Trump Evacuated from White House Correspondents' Dinner After Security Incident
President Donald Trump was evacuated from the White House Correspondents' Dinner after a security incident outside the Washington Hilton ballroom, disrupting the association's biggest fundraising night.

President Donald Trump was evacuated from the White House Correspondents' Dinner Saturday night after a security incident outside the ballroom of the Washington Hilton Hotel in Washington, D.C., interrupting one of the press corps’ highest-profile events.
The White House Correspondents' Association had scheduled its 2026 annual dinner for Saturday, April 25, at the Washington Hilton, and the association says the evening is its main source of revenue. The funds support scholarships, awards, and programs tied to journalist training and First Amendment education.

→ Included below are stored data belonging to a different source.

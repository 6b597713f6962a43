//! Lightweight source-video analysis. Scene segmentation is heuristic
//! (even time slices with alternating scores), enough to drive template
//! window selection without a vision model.

use serde::{Deserialize, Serialize};

use crate::render::engine::MediaInfo;
use crate::store::model::Project;

#[derive(Clone, Debug, PartialEq, Serialize, Deserialize)]
pub struct TimeWindow {
    pub start_sec: f64,
    pub end_sec: f64,
}

#[derive(Clone, Debug, PartialEq, Serialize, Deserialize)]
pub struct SceneSegment {
    pub scene_id: String,
    pub start_sec: f64,
    pub end_sec: f64,
    pub summary: String,
    pub ad_score: f64,
}

/// Probe facts embedded into the context, with unknowns made explicit.
#[derive(Clone, Debug, PartialEq, Serialize, Deserialize)]
pub struct VideoSummary {
    pub duration_sec: f64,
    pub width: u32,
    pub height: u32,
    pub fps: f64,
    pub codec_name: String,
    pub format_name: String,
}

#[derive(Clone, Debug, PartialEq, Serialize, Deserialize)]
pub struct RecommendedWindows {
    pub hook: TimeWindow,
    pub cta: TimeWindow,
}

/// Everything the planner knows about a source video.
#[derive(Clone, Debug, PartialEq, Serialize, Deserialize)]
pub struct VideoContextData {
    pub project_id: String,
    pub template_id: String,
    pub summary: String,
    pub video: VideoSummary,
    pub recommended_windows: RecommendedWindows,
    pub scenes: Vec<SceneSegment>,
}

const MAX_SCENES: i64 = 4;

fn scene_segments(duration_sec: f64) -> Vec<SceneSegment> {
    if duration_sec <= 0.0 {
        return Vec::new();
    }
    let count = ((duration_sec / 3.0).floor() as i64 + 1).clamp(1, MAX_SCENES);
    let chunk = duration_sec / count as f64;
    (0..count)
        .map(|i| {
            let end = if i == count - 1 {
                duration_sec
            } else {
                (i + 1) as f64 * chunk
            };
            SceneSegment {
                scene_id: format!("scene_{}", i + 1),
                start_sec: round2(i as f64 * chunk),
                end_sec: round2(end),
                summary: "High motion gameplay segment".to_string(),
                ad_score: round2(0.7 + 0.2 * (i % 2) as f64),
            }
        })
        .collect()
}

/// Derive the per-project video context from probe output. The hook
/// window always covers at least the first two seconds, capped at the
/// video's end.
pub fn build_video_context(project: &Project, info: &MediaInfo) -> VideoContextData {
    let duration = info.duration_sec;
    let hook_end = if duration > 0.0 {
        round2(duration * 0.2).max(2.0).min(round2(duration))
    } else {
        2.0
    };
    VideoContextData {
        project_id: project.id.clone(),
        template_id: project.template_id.clone(),
        summary: "Gameplay-focused source suitable for ad overlays".to_string(),
        video: VideoSummary {
            duration_sec: duration,
            width: info.width,
            height: info.height,
            fps: info.fps,
            codec_name: info.codec_name.clone().unwrap_or_else(|| "unknown".to_string()),
            format_name: info.format_name.clone().unwrap_or_else(|| "unknown".to_string()),
        },
        recommended_windows: RecommendedWindows {
            hook: TimeWindow {
                start_sec: 0.0,
                end_sec: hook_end,
            },
            cta: TimeWindow {
                start_sec: round2(duration * 0.74),
                end_sec: round2(duration),
            },
        },
        scenes: scene_segments(duration),
    }
}

fn round2(value: f64) -> f64 {
    (value * 100.0).round() / 100.0
}

#[cfg(test)]
mod tests {
    use super::*;

    fn info(duration_sec: f64) -> MediaInfo {
        MediaInfo {
            duration_sec,
            width: 1080,
            height: 1920,
            fps: 30.0,
            codec_name: Some("h264".to_string()),
            format_name: Some("mov,mp4".to_string()),
        }
    }

    fn project() -> Project {
        Project::new("Demo", "", "hook_benefit_cta_v1", "#00A86B")
    }

    #[test]
    fn ten_seconds_splits_into_four_scenes() {
        let scenes = scene_segments(10.0);
        assert_eq!(scenes.len(), 4);
        assert_eq!(scenes[0].scene_id, "scene_1");
        assert_eq!(scenes[3].scene_id, "scene_4");
        assert_eq!(scenes[0].start_sec, 0.0);
        assert_eq!(scenes[0].end_sec, 2.5);
        assert_eq!(scenes[3].start_sec, 7.5);
        assert_eq!(scenes[3].end_sec, 10.0);
    }

    #[test]
    fn scene_scores_alternate() {
        let scores: Vec<f64> = scene_segments(30.0).iter().map(|s| s.ad_score).collect();
        assert_eq!(scores, vec![0.7, 0.9, 0.7, 0.9]);
    }

    #[test]
    fn short_clip_gets_a_single_scene() {
        let scenes = scene_segments(2.0);
        assert_eq!(scenes.len(), 1);
        assert_eq!(scenes[0].start_sec, 0.0);
        assert_eq!(scenes[0].end_sec, 2.0);
    }

    #[test]
    fn zero_duration_has_no_scenes_but_keeps_hook_floor() {
        let context = build_video_context(&project(), &info(0.0));
        assert!(context.scenes.is_empty());
        assert_eq!(context.recommended_windows.hook.end_sec, 2.0);
        assert_eq!(context.recommended_windows.cta.start_sec, 0.0);
        assert_eq!(context.recommended_windows.cta.end_sec, 0.0);
    }

    #[test]
    fn hook_window_scales_with_duration_but_never_under_two() {
        let long = build_video_context(&project(), &info(30.0));
        assert_eq!(long.recommended_windows.hook.end_sec, 6.0);
        assert_eq!(long.recommended_windows.cta.start_sec, 22.2);

        let short = build_video_context(&project(), &info(5.0));
        assert_eq!(short.recommended_windows.hook.end_sec, 2.0);
    }

    #[test]
    fn probe_gaps_become_unknowns() {
        let mut bare = info(8.0);
        bare.codec_name = None;
        bare.format_name = None;
        let context = build_video_context(&project(), &bare);
        assert_eq!(context.video.codec_name, "unknown");
        assert_eq!(context.video.format_name, "unknown");
        assert_eq!(context.summary, "Gameplay-focused source suitable for ad overlays");
    }
}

Founded in 1914, the group says the dinner traditionally brings together the president, the first lady, senior officials, and members of the news media in a setting that is both a fundraiser and a public celebration of press freedom.
Trump’s planned appearance had already marked a notable break from the recent pattern. On March 2, the association said Trump had decided to attend the dinner, after years in which presidential attendance had become less predictable. The 2025 dinner, held Saturday, April 26, 2025, at the same hotel, did not include an entertainer, and Trump did not attend.
The 2026 dinner also followed the association’s annual journalism awards, announced April 7 and honoring reporting done in 2025. The awards recognized work by the Associated Press, CNN, Getty Images, and The Wall Street Journal, with coverage centered heavily on the first year of Trump’s second term.

Security concerns gave the interruption added weight in Washington. A 2014 White House security breach prompted a rare evacuation and renewed scrutiny of Secret Service protection, a reminder that any disruption involving the presidency and a major public gathering can quickly become a larger test of security planning and institutional response.
The White House Correspondents' Dinner has long functioned as more than a black-tie social event. For the association, it bankrolls the work that underwrites scholarships and press-freedom programming. For the presidency, it remains one of the few annual rituals that places the White House, the political class, and the press corps in the same room under intense public attention. Saturday’s evacuation cut through that ritual and shifted the focus back to security, access, and the fragility of a highly choreographed Washington tradition.